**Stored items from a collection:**
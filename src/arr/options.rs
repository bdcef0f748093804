//! Validated option values shared by single and bulk edits.

use super::resolve::resolve_enum;
use arrlink_common::Result;
use serde_json::{Map, Value};

/// How an edit combines its tags with the ones an item already has.
#[derive(Debug, Clone, Copy, PartialEq, Eq)]
pub enum ApplyTags {
    Add,
    Remove,
    Replace,
}

impl ApplyTags {
    pub const OPTIONS: [&'static str; 3] = ["add", "remove", "replace"];

    pub fn parse(value: &str) -> Result<Self> {
        match resolve_enum("Apply Tags", value, &Self::OPTIONS)?.as_str() {
            "add" => Ok(Self::Add),
            "remove" => Ok(Self::Remove),
            _ => Ok(Self::Replace),
        }
    }

    pub fn as_str(self) -> &'static str {
        match self {
            Self::Add => "add",
            Self::Remove => "remove",
            Self::Replace => "replace",
        }
    }

    /// Whether tags named in the edit may need creating first.
    pub fn creates_missing(self) -> bool {
        !matches!(self, Self::Remove)
    }

    /// Combine the current tag ids with the edit's.
    ///
    /// `Add` keeps the current order and appends new ids.
    pub fn apply(self, current: &[i64], ids: &[i64]) -> Vec<i64> {
        match self {
            Self::Add => {
                let mut merged = current.to_vec();
                for id in ids {
                    if !merged.contains(id) {
                        merged.push(*id);
                    }
                }
                merged
            }
            Self::Remove => current
                .iter()
                .copied()
                .filter(|id| !ids.contains(id))
                .collect(),
            Self::Replace => ids.to_vec(),
        }
    }
}

#[derive(Debug, Clone, PartialEq, Eq)]
pub(crate) struct TagEdit {
    pub(crate) mode: ApplyTags,
    pub(crate) ids: Vec<i64>,
}

/// Frozen edit parameters holding canonical ids only.
///
/// Built by a catalog client from a raw edit request, then used unchanged
/// for every item and chunk of the edit.
#[derive(Debug, Clone, Default)]
pub struct EditOptions {
    fields: Map<String, Value>,
    tags: Option<TagEdit>,
    move_files: bool,
    monitor: Option<String>,
}

impl EditOptions {
    pub(crate) fn set(&mut self, field: &str, value: impl Into<Value>) {
        self.fields.insert(field.to_string(), value.into());
    }

    pub(crate) fn set_tags(&mut self, mode: ApplyTags, ids: Vec<i64>) {
        self.tags = Some(TagEdit { mode, ids });
    }

    pub(crate) fn set_move_files(&mut self, move_files: bool) {
        self.move_files = move_files;
    }

    pub(crate) fn set_monitor(&mut self, monitor: String) {
        self.monitor = Some(monitor);
    }

    /// Monitoring option that needs a separate update before the edit.
    pub fn monitor(&self) -> Option<&str> {
        self.monitor.as_deref()
    }

    pub fn fields(&self) -> &Map<String, Value> {
        &self.fields
    }

    pub fn tag_mode(&self) -> Option<ApplyTags> {
        self.tags.as_ref().map(|t| t.mode)
    }

    pub fn tag_ids(&self) -> &[i64] {
        self.tags.as_ref().map(|t| t.ids.as_slice()).unwrap_or_default()
    }

    /// Whether a single-item edit should ask the server to move files.
    pub(crate) fn moves_files(&self) -> bool {
        self.move_files
            && (self.fields.contains_key("path") || self.fields.contains_key("rootFolderPath"))
    }

    /// Apply the edit to a full item payload.
    pub(crate) fn apply_to(&self, payload: &mut Map<String, Value>) {
        for (key, value) in &self.fields {
            payload.insert(key.clone(), value.clone());
        }
        if let Some(tags) = &self.tags {
            let current = crate::model::id_list(payload.get("tags"));
            let next = tags.mode.apply(&current, &tags.ids);
            payload.insert("tags".to_string(), Value::from(next));
        }
    }

    /// Body of a bulk editor request for one chunk of ids.
    pub(crate) fn bulk_payload(&self, ids_field: &str, ids: &[i64]) -> Value {
        let mut body = self.fields.clone();
        body.insert("moveFiles".to_string(), Value::Bool(self.move_files));
        if let Some(tags) = &self.tags {
            body.insert("tags".to_string(), Value::from(tags.ids.clone()));
            body.insert("applyTags".to_string(), Value::from(tags.mode.as_str()));
        }
        body.insert(ids_field.to_string(), Value::from(ids.to_vec()));
        Value::Object(body)
    }
}

#[cfg(test)]
mod tests {
    use super::*;
    use arrlink_common::Error;
    use serde_json::json;

    #[test]
    fn test_apply_tag_modes() {
        let current = [3, 1, 2];
        assert_eq!(ApplyTags::Add.apply(&current, &[2, 5, 4]), vec![3, 1, 2, 5, 4]);
        assert_eq!(ApplyTags::Remove.apply(&current, &[1, 9]), vec![3, 2]);
        assert_eq!(ApplyTags::Replace.apply(&current, &[7]), vec![7]);
    }

    #[test]
    fn test_parse_mode() {
        assert_eq!(ApplyTags::parse("remove").unwrap(), ApplyTags::Remove);
        assert!(matches!(
            ApplyTags::parse("merge"),
            Err(Error::Invalid { .. })
        ));
        assert!(!ApplyTags::Remove.creates_missing());
        assert!(ApplyTags::Replace.creates_missing());
    }

    #[test]
    fn test_apply_to_payload() {
        let mut options = EditOptions::default();
        options.set("monitored", false);
        options.set_tags(ApplyTags::Add, vec![4]);

        let mut payload = json!({"id": 1, "monitored": true, "tags": [1]})
            .as_object()
            .cloned()
            .unwrap();
        options.apply_to(&mut payload);
        assert_eq!(payload["monitored"], json!(false));
        assert_eq!(payload["tags"], json!([1, 4]));
    }

    #[test]
    fn test_bulk_payload() {
        let mut options = EditOptions::default();
        options.set("qualityProfileId", 6);
        options.set_tags(ApplyTags::Remove, vec![2]);
        options.set_move_files(true);

        let body = options.bulk_payload("movieIds", &[10, 11]);
        assert_eq!(
            body,
            json!({
                "qualityProfileId": 6,
                "moveFiles": true,
                "tags": [2],
                "applyTags": "remove",
                "movieIds": [10, 11],
            })
        );
    }

    #[test]
    fn test_moves_files_needs_a_path() {
        let mut options = EditOptions::default();
        options.set_move_files(true);
        options.set("monitored", true);
        assert!(!options.moves_files());
        options.set("path", "/movies/Alien (1979)");
        assert!(options.moves_files());
    }
}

**WORK ITEM:** With nothing added or dropped, write out every entry.

**RESULT:**
filename src/arr/options.rs
repository bdcef0f748093804
//! Validated option values shared by single and bulk edits.

use super::resolve::resolve_enum;
use arrlink_common::Result;
use serde_json::{Map, Value};

/// How an edit combines its tags with the ones an item already has.
#[derive(Debug, Clone, Copy, PartialEq, Eq)]
pub enum ApplyTags {
    Add,
    Remove,
    Replace,
}

impl ApplyTags {
    pub const OPTIONS: [&'static str; 3] = ["add", "remove", "replace"];

    pub fn parse(value: &str) -> Result<Self> {
        match resolve_enum("Apply Tags", value, &Self::OPTIONS)?.as_str() {
            "add" => Ok(Self::Add),
            "remove" => Ok(Self::Remove),
            _ => Ok(Self::Replace),
        }
    }

    pub fn as_str(self) -> &'static str {
        match self {
            Self::Add => "add",
            Self::Remove => "remove",
            Self::Replace => "replace",
        }
    }

    /// Whether tags named in the edit may need creating first.
    pub fn creates_missing(self) -> bool {
        !matches!(self, Self::Remove)
    }

    /// Combine the current tag ids with the edit's.
    ///
    /// `Add` keeps the current order and appends new ids.
    pub fn apply(self, current: &[i64], ids: &[i64]) -> Vec<i64> {
        match self {
            Self::Add => {
                let mut merged = current.to_vec();
                for id in ids {
                    if !merged.contains(id) {
                        merged.push(*id);
                    }
                }
                merged
            }
            Self::Remove => current
                .iter()
                .copied()
                .filter(|id| !ids.contains(id))
                .collect(),
            Self::Replace => ids.to_vec(),
        }
    }
}

#[derive(Debug, Clone, PartialEq, Eq)]
pub(crate) struct TagEdit {
    pub(crate) mode: ApplyTags,
    pub(crate) ids: Vec<i64>,
}

/// Frozen edit parameters holding canonical ids only.
///
/// Built by a catalog client from a raw edit request, then used unchanged
/// for every item and chunk of the edit.
#[derive(Debug, Clone, Default)]
pub struct EditOptions {
    fields: Map<String, Value>,
    tags: Option<TagEdit>,
    move_files: bool,
    monitor: Option<String>,
}

impl EditOptions {
    pub(crate) fn set(&mut self, field: &str, value: impl Into<Value>) {
        self.fields.insert(field.to_string(), value.into());
    }

    pub(crate) fn set_tags(&mut self, mode: ApplyTags, ids: Vec<i64>) {
        self.tags = Some(TagEdit { mode, ids });
    }

    pub(crate) fn set_move_files(&mut self, move_files: bool) {
        self.move_files = move_files;
    }

    pub(crate) fn set_monitor(&mut self, monitor: String) {
        self.monitor = Some(monitor);
    }

    /// Monitoring option that needs a separate update before the edit.
    pub fn monitor(&self) -> Option<&str> {
        self.monitor.as_deref()
    }

    pub fn fields(&self) -> &Map<String, Value> {
        &self.fields
    }

    pub fn tag_mode(&self) -> Option<ApplyTags> {
        self.tags.as_ref().map(|t| t.mode)
    }

    pub fn tag_ids(&self) -> &[i64] {
        self.tags.as_ref().map(|t| t.ids.as_slice()).unwrap_or_default()
    }

    /// Whether a single-item edit should ask the server to move files.
    pub(crate) fn moves_files(&self) -> bool {
        self.move_files
            && (self.fields.contains_key("path") || self.fields.contains_key("rootFolderPath"))
    }

    /// Apply the edit to a full item payload.
    pub(crate) fn apply_to(&self, payload: &mut Map<String, Value>) {
        for (key, value) in &self.fields {
            payload.insert(key.clone(), value.clone());
        }
        if let Some(tags) = &self.tags {
            let current = crate::model::id_list(payload.get("tags"));
            let next = tags.mode.apply(&current, &tags.ids);
            payload.insert("tags".to_string(), Value::from(next));
        }
    }

    /// Body of a bulk editor request for one chunk of ids.
    pub(crate) fn bulk_payload(&self, ids_field: &str, ids: &[i64]) -> Value {
        let mut body = self.fields.clone();
        body.insert("moveFiles".to_string(), Value::Bool(self.move_files));
        if let Some(tags) = &self.tags {
            body.insert("tags".to_string(), Value::from(tags.ids.clone()));
            body.insert("applyTags".to_string(), Value::from(tags.mode.as_str()));
        }
        body.insert(ids_field.to_string(), Value::from(ids.to_vec()));
        Value::Object(body)
    }
}

#[cfg(test)]
mod tests {
    use super::*;
    use arrlink_common::Error;
    use serde_json::json;

    #[test]
    fn test_apply_tag_modes() {
        let current = [3, 1, 2];
        assert_eq!(ApplyTags::Add.apply(&current, &[2, 5, 4]), vec![3, 1, 2, 5, 4]);
        assert_eq!(ApplyTags::Remove.apply(&current, &[1, 9]), vec![3, 2]);
        assert_eq!(ApplyTags::Replace.apply(&current, &[7]), vec![7]);
    }

    #[test]
    fn test_parse_mode() {
        assert_eq!(ApplyTags::parse("remove").unwrap(), ApplyTags::Remove);
        assert!(matches!(
            ApplyTags::parse("merge"),
            Err(Error::Invalid { .. })
        ));
        assert!(!ApplyTags::Remove.creates_missing());
        assert!(ApplyTags::Replace.creates_missing());
    }

    #[test]
    fn test_apply_to_payload() {
        let mut options = EditOptions::default();
        options.set("monitored", false);
        options.set_tags(ApplyTags::Add, vec![4]);

        let mut payload = json!({"id": 1, "monitored": true, "tags": [1]})
            .as_object()
            .cloned()
            .unwrap();
        options.apply_to(&mut payload);
        assert_eq!(payload["monitored"], json!(false));
        assert_eq!(payload["tags"], json!([1, 4]));
    }

    #[test]
    fn test_bulk_payload() {
        let mut options = EditOptions::default();
        options.set("qualityProfileId", 6);
        options.set_tags(ApplyTags::Remove, vec![2]);
        options.set_move_files(true);

        let body = options.bulk_payload("movieIds", &[10, 11]);
        assert_eq!(
            body,
            json!({
                "qualityProfileId": 6,
                "moveFiles": true,
                "tags": [2],
                "applyTags": "remove",
                "movieIds": [10, 11],
            })
        );
    }

    #[test]
    fn test_moves_files_needs_a_path() {
        let mut options = EditOptions::default();
        options.set_move_files(true);
        options.set("monitored", true);
        assert!(!options.moves_files());
        options.set("path", "/movies/Alien (1979)");
        assert!(options.moves_files());
    }
}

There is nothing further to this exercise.